At eleven o’clock the doorbell rang and she answered the door sheepishly, praying it wasn’t Guy, even though she was fairly sure he would steer clear of her after her wanton behaviour. To her relief it was Marilyn, who’d come up to fetch a few things from her freezer.
‘Madeleine says you’re not to worry. She’s cheated by buying a load of stuff in from the deli in Eldenbury, and Suzanna from the Honeycote Arms has sent over some puddings. She thinks we’ll get away with it.’
‘I’m so sorry to leave you in the lurch.’
‘Don’t be ridiculous. You can’t leave Ted.’

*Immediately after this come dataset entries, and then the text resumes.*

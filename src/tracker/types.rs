use std::time::Duration;

use chrono::{DateTime, Utc};
use serde::{Deserialize, Serialize};
use uuid::Uuid;

use crate::backend::EchoResponse;
use crate::pulse::{SatelliteState, TargetGridOptions};
use crate::radar::batch_size_for;
use crate::swath::{GroupId, SwathId, SwathInstance};

pub type SessionId = Uuid;

/// Pulses at which auto-processing hands everything off and stops.
pub const AUTO_PROCESS_THRESHOLD: usize = 100;

pub const DEFAULT_UPDATE_INTERVAL: Duration = Duration::from_millis(200);

/// When a periodic batch is handed off while tracking.
#[derive(Debug, Clone, Copy, PartialEq, Serialize, Deserialize, utoipa::ToSchema)]
#[serde(tag = "mode", content = "value", rename_all = "snake_case")]
pub enum BatchTrigger {
    /// Every `n` pulses.
    Count(usize),
    /// Every `seconds` worth of pulses at the configured PRF.
    Time(f64),
}

impl BatchTrigger {
    pub fn batch_size(&self, prf: f64) -> usize {
        match *self {
            BatchTrigger::Count(n) => n,
            BatchTrigger::Time(seconds) => batch_size_for(prf, seconds),
        }
    }
}

#[derive(Debug, Clone, PartialEq)]
pub struct TrackingOptions {
    pub heading_offset_deg: f64,
    pub update_interval: Duration,
    pub auto_process: bool,
    pub batch: Option<BatchTrigger>,
    pub target_grid: TargetGridOptions,
}

impl Default for TrackingOptions {
    fn default() -> Self {
        Self {
            heading_offset_deg: 0.0,
            update_interval: DEFAULT_UPDATE_INTERVAL,
            auto_process: false,
            batch: None,
            target_grid: TargetGridOptions::default(),
        }
    }
}

#[derive(Debug, Clone, PartialEq, Serialize, utoipa::ToSchema)]
pub enum TrackerMode {
    Idle,
    Tracking {
        session: Uuid,
        group: GroupId,
        started: DateTime<Utc>,
    },
}

#[derive(Debug, Clone, Serialize, utoipa::ToSchema)]
pub struct TrackerStatus {
    pub mode: TrackerMode,
    pub pulse_count: usize,
    pub swath_count: usize,
    pub batches_processed: u64,
    pub batches_failed: u64,
    pub hand_off_in_flight: bool,
    pub last_state: Option<SatelliteState>,
}

/// What `stop` did with the pulses left in the queue.
#[derive(Debug, Clone, Default, Serialize, utoipa::ToSchema)]
pub struct StopReport {
    pub pulses_handed_off: usize,
    pub pulses_dropped: usize,
    #[serde(skip_serializing_if = "Option::is_none")]
    pub response: Option<EchoResponse>,
    #[serde(skip_serializing_if = "Option::is_none")]
    pub error: Option<String>,
}

#[derive(Debug, Clone)]
pub enum TrackerEvent {
    SwathAdded(SwathInstance),
    SwathsRemoved(Vec<SwathId>),
    PulseAdded {
        pulse_id: u64,
        swath_id: SwathId,
    },
    BatchProcessed {
        session: SessionId,
        pulses: usize,
        response: EchoResponse,
    },
    BatchFailed {
        session: SessionId,
        pulses: usize,
        error: String,
    },
    AutoStopped {
        session: SessionId,
    },
}

#[cfg(test)]
mod tests {
    use super::*;

    #[test]
    fn batch_trigger_yaml() {
        let count: BatchTrigger = serde_yaml::from_str("mode: count\nvalue: 100").unwrap();
        assert_eq!(count, BatchTrigger::Count(100));
        let time: BatchTrigger = serde_yaml::from_str("mode: time\nvalue: 0.02").unwrap();
        assert_eq!(time, BatchTrigger::Time(0.02));
        assert_eq!(time.batch_size(5000.0), 100);
    }
}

‘Actually, he’s fine. He wants to go and play football with Walter. I’m the one that feels a bit shaky,’ admitted Honor.
‘You don’t feel as bad as Guy, I can tell you,’ said Marilyn knowingly.
‘It wasn’t his fault,’ insisted Honor.
‘I know, but you know what a lovely bloke he is. I can tell he’s gutted.’
Honor didn’t reply. She didn’t want to talk about Guy. In fact, the sooner all the events of yesterday were eradicated from her memory bank, the better. She couldn’t bear the thought of facing him again on Monday. Maybe she should resign? But perhaps that was making too much of it. No, she’d just keep her head down and keep out of his way. Keep things on a businesslike level.